Thursday, July 8, 2010

Treasure Chest Thursday

McClungs Mill
Zenith, WV

This photo was taken quite a few years ago of the old mill at Zenith, in Monroe County, West Virginia. Today as you drive by, I'm not even sure that it's all standing! I went by there on Monday, and all you can see is a tangle of overgrown trees, and undergrowth. The mill itself, invisible behind the forest that's grown up around it.

McClung's Mill, according to the "Wild Wonderful West Virginia" website, was moved to its present location in the early part of the 1900's from Craig County, Virginia. I remember speaking with some of the old timers who had been going there all of their lives, back in the 1970's. They couldn't remember a time when it hadn't been there, and many of them were born in 1880's, so it must have been moved before 1910.

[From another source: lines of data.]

//! Zeitpunkt des letzten vollstaendig verarbeiteten Frames
//!
//! Die Empfangsschleife schreibt, der Lebenszeichen-Monitor liest.

use std::sync::Arc;
use std::time::Duration;

use parking_lot::Mutex;
use tokio::time::Instant;

/// Geteilte Uhr der Empfangsaktivitaet
#[derive(Debug, Clone)]
pub struct ActivityClock {
    letzte: Arc<Mutex<Instant>>,
}

impl ActivityClock {
    pub fn neu() -> Self {
        Self {
            letzte: Arc::new(Mutex::new(Instant::now())),
        }
    }

    /// Markiert "jetzt" als letzten Empfang
    pub fn beruehren(&self) {
        *self.letzte.lock() = Instant::now();
    }

    /// Zeit seit dem letzten Empfang
    pub fn seit_letztem_empfang(&self) -> Duration {
        self.letzte.lock().elapsed()
    }
}

impl Default for ActivityClock {
    fn default() -> Self {
        Self::neu()
    }
}
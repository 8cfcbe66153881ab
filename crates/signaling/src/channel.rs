//! Steuerkanal – TCP-Verbindung nach erfolgreichem Handshake
//!
//! Die Lesehaelfte liegt hinter einem async Mutex, der fuer die Dauer
//! eines ganzen Frames gehalten wird. `stoppen()` setzt das Aktiv-Flag
//! zurueck, weckt die Schleife ueber den Stop-Watch und nimmt danach
//! einmal den Mutex: Kehrt der Aufruf zurueck, liest niemand mehr.

use std::net::SocketAddr;
use std::sync::atomic::{AtomicBool, Ordering};
use std::time::Duration;

use tokio::io::{AsyncReadExt, AsyncWriteExt, BufReader};
use tokio::net::tcp::{OwnedReadHalf, OwnedWriteHalf};
use tokio::net::TcpStream;
use tokio::sync::{watch, Mutex};

use hush_core::{HushError, Result};
use hush_crypto::SessionCipher;
use hush_protocol::control::{self, CommandTag, ServerCommand};
use hush_protocol::{CodecError, MAX_BUFFER_SIZE, MAX_MESSAGE_LENGTH};

use crate::aktivitaet::ActivityClock;
use crate::dispatcher::CommandDispatcher;

/// Warum die Empfangsschleife endete
#[derive(Debug)]
pub enum LoopEnde {
    /// Lokal gestoppt
    Gestoppt,
    /// Null-Byte-Read: der Server hat die Verbindung geschlossen
    ServerGeschlossen,
    /// Transport- oder Protokollfehler
    Fehler(HushError),
}

/// Ergebnis des geordneten Trennens
#[derive(Debug, Clone, Copy, PartialEq, Eq)]
pub enum TrennErgebnis {
    /// Server hat mit FIN geantwortet
    Bestaetigt,
    /// Keine Antwort innerhalb der Versuche
    KeineAntwort,
}

/// Prueft eine Chat-Nachricht und liefert den Klartext fuer die Verschluesselung
pub fn chat_klartext_pruefen(text: &str) -> Result<Vec<u8>> {
    let laenge = text.encode_utf16().count() * 2;
    if laenge > MAX_MESSAGE_LENGTH {
        return Err(HushError::NachrichtZuLang {
            laenge,
            maximum: MAX_MESSAGE_LENGTH,
        });
    }
    Ok(control::chat_klartext(text))
}

/// Verbundener Steuerkanal
pub struct ControlChannel {
    leser: Mutex<BufReader<OwnedReadHalf>>,
    schreiber: Mutex<Option<OwnedWriteHalf>>,
    aktiv: AtomicBool,
    stop_tx: watch::Sender<bool>,
    aktivitaet: ActivityClock,
    peer: SocketAddr,
}

impl ControlChannel {
    pub fn neu(stream: TcpStream, peer: SocketAddr, aktivitaet: ActivityClock) -> Self {
        let (lese, schreib) = stream.into_split();
        let (stop_tx, _) = watch::channel(false);
        Self {
            leser: Mutex::new(BufReader::new(lese)),
            schreiber: Mutex::new(Some(schreib)),
            aktiv: AtomicBool::new(true),
            stop_tx,
            aktivitaet,
            peer,
        }
    }

    pub fn peer(&self) -> SocketAddr {
        self.peer
    }

    pub fn ist_aktiv(&self) -> bool {
        self.aktiv.load(Ordering::Acquire)
    }

    /// Sendet ein fertig kodiertes Frame
    pub async fn senden(&self, daten: &[u8]) -> Result<()> {
        let mut schreiber = self.schreiber.lock().await;
        let schreiber = schreiber.as_mut().ok_or(HushError::NichtVerbunden)?;
        schreiber
            .write_all(daten)
            .await
            .map_err(|e| HushError::transport("Senden", e))
    }

    pub async fn keepalive_beantworten(&self) -> Result<()> {
        tracing::trace!("Keepalive beantwortet");
        self.senden(&control::keepalive_antwort()).await
    }

    /// Verschluesselt und sendet eine Chat-Nachricht
    pub async fn chat_senden(&self, cipher: &SessionCipher, text: &str) -> Result<()> {
        let klartext = chat_klartext_pruefen(text)?;
        let frame = control::chat_nachricht(&cipher.verschluesseln(&klartext))?;
        self.senden(&frame).await
    }

    pub async fn raum_betreten(&self, raum: &str) -> Result<()> {
        self.senden(&control::raum_betreten(raum)?).await
    }

    pub async fn raum_betreten_mit_passwort(&self, raum: &str, passwort: &str) -> Result<()> {
        self.senden(&control::raum_betreten_mit_passwort(raum, passwort)?)
            .await
    }

    /// Liest und verarbeitet Frames bis Stop, FIN oder Fehler
    pub async fn empfangs_loop(&self, dispatcher: &CommandDispatcher) -> LoopEnde {
        let mut stop_rx = self.stop_tx.subscribe();

        while self.ist_aktiv() {
            let mut leser = self.leser.lock().await;
            let ergebnis = tokio::select! {
                biased;
                _ = stop_rx.changed() => break,
                ergebnis = self.frame_verarbeiten(&mut leser, dispatcher) => ergebnis,
            };
            drop(leser);

            if let Err(ende) = ergebnis {
                return ende;
            }
            self.aktivitaet.beruehren();
        }

        tracing::debug!(peer = %self.peer, "Empfangsschleife gestoppt");
        LoopEnde::Gestoppt
    }

    async fn frame_verarbeiten(
        &self,
        leser: &mut BufReader<OwnedReadHalf>,
        dispatcher: &CommandDispatcher,
    ) -> std::result::Result<(), LoopEnde> {
        let tag = match leser.read_u8().await {
            Ok(tag) => tag,
            Err(e) if e.kind() == std::io::ErrorKind::UnexpectedEof => {
                return Err(LoopEnde::ServerGeschlossen)
            }
            Err(e) => return Err(LoopEnde::Fehler(HushError::transport("Empfangen", e))),
        };

        let tag = CommandTag::from_u8(tag)
            .ok_or_else(|| LoopEnde::Fehler(CodecError::UnbekannterBefehl(tag).into()))?;
        let befehl = ServerCommand::lesen(tag, leser)
            .await
            .map_err(|e| LoopEnde::Fehler(e.into()))?;

        match dispatcher.ausfuehren(befehl, self).await {
            Ok(()) => Ok(()),
            Err(e) if e.beendet_sitzung() => Err(LoopEnde::Fehler(e)),
            Err(e) => {
                tracing::warn!(fehler = %e, "Befehl nicht vollstaendig ausgefuehrt");
                Ok(())
            }
        }
    }

    /// Stoppt die Empfangsschleife; kehrt erst zurueck wenn kein Frame mehr gelesen wird
    pub async fn stoppen(&self) {
        self.aktiv.store(false, Ordering::Release);
        self.stop_tx.send_replace(true);
        drop(self.leser.lock().await);
    }

    /// Geordnetes Trennen: Schreibseite schliessen, Restdaten bis FIN verwerfen
    ///
    /// Darf erst nach `stoppen()` aufgerufen werden.
    pub async fn trennen_und_leeren(&self, versuche: u32, intervall: Duration) -> TrennErgebnis {
        self.schreibseite_schliessen().await;

        let mut leser = self.leser.lock().await;
        let mut puffer = vec![0u8; MAX_BUFFER_SIZE];
        for versuch in 1..=versuche {
            match tokio::time::timeout(intervall, leser.read(&mut puffer)).await {
                Ok(Ok(0)) => {
                    tracing::debug!(versuch, "Server hat die Trennung bestaetigt");
                    return TrennErgebnis::Bestaetigt;
                }
                Ok(Ok(n)) => tracing::trace!(bytes = n, versuch, "Restdaten verworfen"),
                Ok(Err(e)) => {
                    tracing::debug!(fehler = %e, "Lesefehler beim Trennen");
                    return TrennErgebnis::KeineAntwort;
                }
                Err(_) => tracing::trace!(versuch, "Noch keine Antwort vom Server"),
            }
        }
        TrennErgebnis::KeineAntwort
    }

    /// Schliesst die Schreibseite (FIN) und gibt sie frei
    pub async fn schreibseite_schliessen(&self) {
        if let Some(mut schreiber) = self.schreiber.lock().await.take() {
            if let Err(e) = schreiber.shutdown().await {
                tracing::debug!(fehler = %e, "Shutdown der Schreibseite fehlgeschlagen");
            }
        }
    }
}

As a teenager, in the 1970's, we often purchased ground cornmeal there for our homemade cornbread. You could get it ground superfine, fine, and coarse. We always got it ground coarse, as there would be pieces and bits of the hard corn kernels in the meal, which added to the flavor and texture of cornbread.

As you entered the mill, the huge stone burr wheels were the first thing you noticed. There was no mistaking they were powerful!

Outside the waterwheel would at times seem to be barely turning, but for every single revolution it made, the interior burr wheels made 3-4 rotations.

I remember at least a couple of times buying buckwheat flour [whereas other flours are from a grain, buckwheat is actually derived from a plant]. This dark flour makes the absolute BEST pancakes in the world! Top those delicious griddle cakes with a little butter and moleasses, and you are in seventh heaven my friend!!!

Sadly, there aren't any mills locally that are operating that can sell me either the coarsely ground cornmeal, or the buckwheat. Occasionally I find the bags of it in a specialty market. But it's just not the same.

Aubrey Reed [1904-1989], one of the longest running mill owners in Monroe County, who owned and ran the Second Creek Mill, used to take my hand and place it in his. He'd ask me what I thought about his old rough hands. They were full of hard lumps and bumps in the palms.

I recall the first time he did this I was about 14. It kind of scared me! I wasn't sure if he had a disease or deformity!

"This is the mark of a real miller," he told me.

It seemed that after more than a half-century of running the mill, pieces of the burr wheels [stones] would get imbedded into his hand as he'd have to work with the stones. Keeping them ready to grind at all times. He'd have to knock burrs off with a chisel. Sometimes, his hand would slip, and a burr would break off and imbed itself into his hand. What he could pick out he would. Others were left there to fester and finally heal. The small pieces of stone beneath the skin still palpable.

I've read many other reports of millers, over the years, with the same kinds of lumpy, bumpy hands. And they never ceased to amaze me.

The old mills are few and far between these days. And very few in our country remain viable. They are reminiscent of a time long gone. A simpler time. A time when values and morals were held high. When a promise made... was a promise kept!

Sometimes I think I was born a century, or perhaps two, too late.

2 comments:

Unknown said...

or was there in an earlier life.....collective consciences can be such a strong pull on a person's thoughts. Beautiful photograph---Thank you for sharing.

Joan said...

wonderful post. I too love those old times, simpler times.